Studio album by Nilsson
- Released: June 1976
- Studio: Davlen Sound Studios, Sound Labs and RCA's Music Center of the World, Hollywood, California
- Genre: Pop
- Length: 32:15
- Label: RCA Victor
- Producer: Trevor Lawrence

Nilsson chronology
| Sandman (1976) | ...That's The Way It Is (1976) | Knnillssonn (1977) |

Singles from ...That's the Way It Is
- "Sail Away" / "Moonshine Bandit" Released: April 1976; "Just One Look/Baby I'm Yours" / "That Is All" Released: August 1976;

= ...That's the Way It Is =

...That's the Way It Is is the thirteenth album by American singer Harry Nilsson, released in 1976 on RCA Records. Aside from two original songs, the album consists of cover tunes.

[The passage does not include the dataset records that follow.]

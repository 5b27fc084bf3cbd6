//! Operation logging macros
//!
//! An operation over a class table or a model graph logs a `start` event
//! and then exactly one `end` or `end_error` event. Closing events carry
//! `duration_ms`: pass `since = <Instant>` to have it measured, or
//! `duration_ms = <n>` when the caller already has it. Extra `key = value`
//! fields go after those, in `tracing` field syntax.

#[doc(hidden)]
#[macro_export]
macro_rules! __log_op_event {
    ($level:ident, $op:expr, $event:expr $(, $($field:tt)*)?) => {
        tracing::$level!(
            component = module_path!(),
            op = $op,
            event = $event,
            $($($field)*)?
        )
    };
}

/// Log the start of an operation at INFO
///
/// ```
/// # use propx_core::log_op_start;
/// log_op_start!("resolve_class", model_class = "Row");
/// log_op_start!("serialize_graph", root_count = 2);
/// ```
#[macro_export]
macro_rules! log_op_start {
    ($op:expr $(, $($field:tt)*)?) => {
        $crate::__log_op_event!(
            info,
            $op,
            $crate::core_types::schema::EVENT_START
            $(, $($field)*)?
        )
    };
}

/// Log the successful end of an operation at INFO
///
/// ```
/// # use propx_core::log_op_end;
/// let started = std::time::Instant::now();
/// log_op_end!("resolve_class", since = started, property_count = 12);
/// log_op_end!("check_integrity", duration_ms = 3);
/// ```
#[macro_export]
macro_rules! log_op_end {
    ($op:expr, since = $started:expr $(, $($field:tt)*)?) => {
        $crate::log_op_end!(
            $op,
            duration_ms = $started.elapsed().as_millis() as u64
            $(, $($field)*)?
        )
    };
    ($op:expr, duration_ms = $duration:expr $(, $($field:tt)*)?) => {
        $crate::__log_op_event!(
            info,
            $op,
            $crate::core_types::schema::EVENT_END,
            duration_ms = $duration
            $(, $($field)*)?
        )
    };
}

/// Log a failed operation at ERROR with the error's stable code and kind
///
/// `$err` is anything convertible into [`PxError`](crate::errors::PxError),
/// a [`PropxError`](crate::errors::PropxError) included.
///
/// ```
/// # use propx_core::{log_op_error, errors::PropxError};
/// let err = PropxError::InvalidDeclaration {
///     class: "Wedge".to_string(),
///     property: "radius_units".to_string(),
///     reason: "declared twice".to_string(),
/// };
/// log_op_error!("resolve_class", err, duration_ms = 0, model_class = "Wedge");
/// ```
#[macro_export]
macro_rules! log_op_error {
    ($op:expr, $err:expr, since = $started:expr $(, $($field:tt)*)?) => {
        $crate::log_op_error!(
            $op,
            $err,
            duration_ms = $started.elapsed().as_millis() as u64
            $(, $($field)*)?
        )
    };
    ($op:expr, $err:expr, duration_ms = $duration:expr $(, $($field:tt)*)?) => {{
        let px_err: $crate::errors::PxError = ($err).into();
        $crate::__log_op_event!(
            error,
            $op,
            $crate::core_types::schema::EVENT_END_ERROR,
            duration_ms = $duration,
            err.kind = ?px_err.kind(),
            err.code = px_err.code()
            $(, $($field)*)?
        )
    }};
}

The songs include "That Is All", written by George Harrison and originally released on Living in the Material World in 1973; America's "I Need You", from their eponymous 1971 album; Randy Newman's "Sail Away", from his 1972 album of the same name; and the Heartbeats' "A Thousand Miles Away". Harrison's song was recorded twice by Nilsson, to open and close the album.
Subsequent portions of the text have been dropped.